We are already engaged in an escalating confrontation that holds frightening consequences for our economy--it's called cyberterrorism. Rob Fixmer says the numbers of our invisible enemies are growing each day.
COMMENTARY--As Attorney General John Ashcroft (news - web sites) fielded reporters' questions last Tuesday about the attack on the World Trade Center and the Pentagon (news - web sites), one journalist asked if a new computer worm, discovered only hours earlier, was in any way related to the terrorist strikes. It was not, Ashcroft assured the nation--or at least, there was as yet no evidence linking it to Osama bin Laden (news - web sites) and his ilk. Somehow that was not altogether reassuring. Yes, it suggested that the same evil minds who plotted the deaths of thousands and the destruction of our national icons in a relatively low-tech assault had not evinced the technological sophistication to attack our computer networks. Not yet, anyway. But it also reminded us that the numbers of our invisible enemies are growing each day, turning our commitment to freedom and openness into sundry weapons capable of destroying us.
It is no exaggeration to describe the creation of computer viruses and worms as terrorism.

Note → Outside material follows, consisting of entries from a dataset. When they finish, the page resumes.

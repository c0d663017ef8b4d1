use axum::{
    http::StatusCode,
    response::{IntoResponse, Response},
    Json,
};
use serde_json::json;
use thiserror::Error;

/// Application-level error type.
/// Implements `IntoResponse` so Axum handlers can return `Result<T, AppError>`.
#[derive(Debug, Error)]
pub enum AppError {
    #[error("Not found: {0}")]
    NotFound(String),

    #[error("Validation error: {0}")]
    Validation(String),

    #[error("Unauthorized")]
    Unauthorized,

    #[error("Forbidden")]
    Forbidden,

    /// Extraction produced no text at all; no partial profile is ever built.
    #[error("Could not extract any text from the document")]
    UnreadableDocument,

    /// Rejected before any parsing is attempted.
    #[error("Document is {0} bytes, above the accepted ceiling")]
    DocumentTooLarge(usize),

    #[error("Unsupported media type")]
    UnsupportedMediaType,

    /// Ranking was requested with an absent or all-zero query embedding.
    #[error("No query embedding available")]
    MissingQueryVector,

    #[error("Database error: {0}")]
    Database(#[from] sqlx::Error),

    #[error("Embedding error: {0}")]
    Embedding(String),

    #[error("Internal server error: {0}")]
    Internal(#[from] anyhow::Error),
}

impl IntoResponse for AppError {
    fn into_response(self) -> Response {
        let (status, code, message) = match &self {
            AppError::NotFound(msg) => (StatusCode::NOT_FOUND, "NOT_FOUND", msg.clone()),
            AppError::Validation(msg) => (StatusCode::BAD_REQUEST, "VALIDATION_ERROR", msg.clone()),
            AppError::Unauthorized => (
                StatusCode::UNAUTHORIZED,
                "UNAUTHORIZED",
                "Authentication required".to_string(),
            ),
            AppError::Forbidden => (
                StatusCode::FORBIDDEN,
                "FORBIDDEN",
                "Access denied".to_string(),
            ),
            AppError::UnreadableDocument => (
                StatusCode::BAD_REQUEST,
                "UNREADABLE_DOCUMENT",
                "Could not extract any text from the uploaded PDF".to_string(),
            ),
            AppError::DocumentTooLarge(size) => (
                StatusCode::BAD_REQUEST,
                "DOCUMENT_TOO_LARGE",
                format!(
                    "File too large. Maximum size is 2MB, received {:.2}MB",
                    *size as f64 / 1024.0 / 1024.0
                ),
            ),
            AppError::UnsupportedMediaType => (
                StatusCode::BAD_REQUEST,
                "UNSUPPORTED_MEDIA_TYPE",
                "Only PDF files are accepted".to_string(),
            ),
            AppError::MissingQueryVector => (
                StatusCode::BAD_REQUEST,
                "MISSING_QUERY_VECTOR",
                "No profile embedding available. Upload a CV first so we can match you".to_string(),
            ),
            AppError::Database(e) => {
                tracing::error!("Database error: {e}");
                (
                    StatusCode::INTERNAL_SERVER_ERROR,
                    "DATABASE_ERROR",
                    "A database error occurred".to_string(),
                )
            }
            AppError::Embedding(msg) => {
                tracing::error!("Embedding error: {msg}");
                (
                    StatusCode::INTERNAL_SERVER_ERROR,
                    "EMBEDDING_ERROR",
                    "An embedding error occurred".to_string(),
                )
            }
            AppError::Internal(e) => {
                tracing::error!("Internal error: {e:?}");
                (
                    StatusCode::INTERNAL_SERVER_ERROR,
                    "INTERNAL_ERROR",
                    "An internal server error occurred".to_string(),
                )
            }
        };

        let body = Json(json!({
            "error": {
                "code": code,
                "message": message
            }
        }));

        (status, body).into_response()
    }
}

While none has yet threatened loss of life, as our culture grows increasingly dependent on the network of networks to organize and maintain our social, commercial, military and political institutions, some highly sophisticated worm will eventually wield deadly powers. It will not kill through physical assault, but through deprivation - emergency supplies cut off, urgent calls for help unheard, defenses unplugged. It will kill by throwing crucial institutions into chaos by simply erasing or corrupting the data on which we increasingly depend for daily sustenance.
As the world's political leaders counsel patience and perseverance in a type of war never before waged, we risk enormous peril if we take our eyes off the cyberfront. In some ways, digital terrorism will be even harder to combat than suicide bombers and elusive snipers--first, because the attackers are often armies of one whose motivation is unknown, and second, because so much of our aggregate defenses depends on private companies whose allegiances will always be divided between social responsibility and profits.
As intoxicated as we've become with the notion that the market must decide all things commercial, software developers have proven themselves to be socially irresponsible by consistently releasing products that are vulnerable to attack. Surely, the leaders of the computer industry--men and women cited as visionaries at every opportunity--have realized that network terrorism is an escalating war. It's time to adopt and enforce industry standards with enough teeth to make them stick.
That said, before we start pointing fingers at Microsoft, I suggest we take a long hard look in the mirror. How many of us have been vigilant in applying the patches developers have made readily available--often proactively? How many of us have circumvented password protections because we couldn't be bothered? How many can say we have been completely vigilant in monitoring firewalls and network diagnostics? How many of us, in fact, have been asleep at the wheel?
It's not Microsoft's job to protect us from ourselves, from our inertia or our unwillingness to invest human and capital resources in our own barricades. It's not Microsoft's job to force ISPs to wage a cooperative war on denial-of-service attacks. Nor can Microsoft, as large as it is, act as the world's software police or central administrator of defensive information. That role lies with industry and government, which have so far compiled a very sorry record in collaborating against cyberterrorism.
And finally, a great deal of responsibility lies with the hacker community, which consistently criticizes worm and virus attacks and denies any responsibility for their existence, but in truth condones a shadowy subculture that nurtures these terrorists. Three years ago, IBM sponsored a daylong seminar on cyberforensics at its headquarters in Armonk, N.Y. The event drew some of the brightest lights in the hacker world, but when one speaker attempted to distinguish between "black hat" and "white hat" hackers, he was booed. Hacking was "not about morality," one member of the audience shouted.
In the immortal words of Harry Truman: bullshit! There are no moral shades of gray here. We cannot condone the argument put forth by social misfits at keyboards that Microsoft products must be attacked to expose their vulnerabilities. Everyone knows there are responsible ways to hack a product. Releasing a worm or otherwise attacking an undefended network is not among them. It's time the hacker community weeded out the evil in its midst.
The bottom line is that we are already engaged in an escalating confrontation that holds frightening consequences for our economy, culture and well-being. Winning the war against cyberterrorism will require never-ending vigilance--and patience and perseverance--on the part of all of us.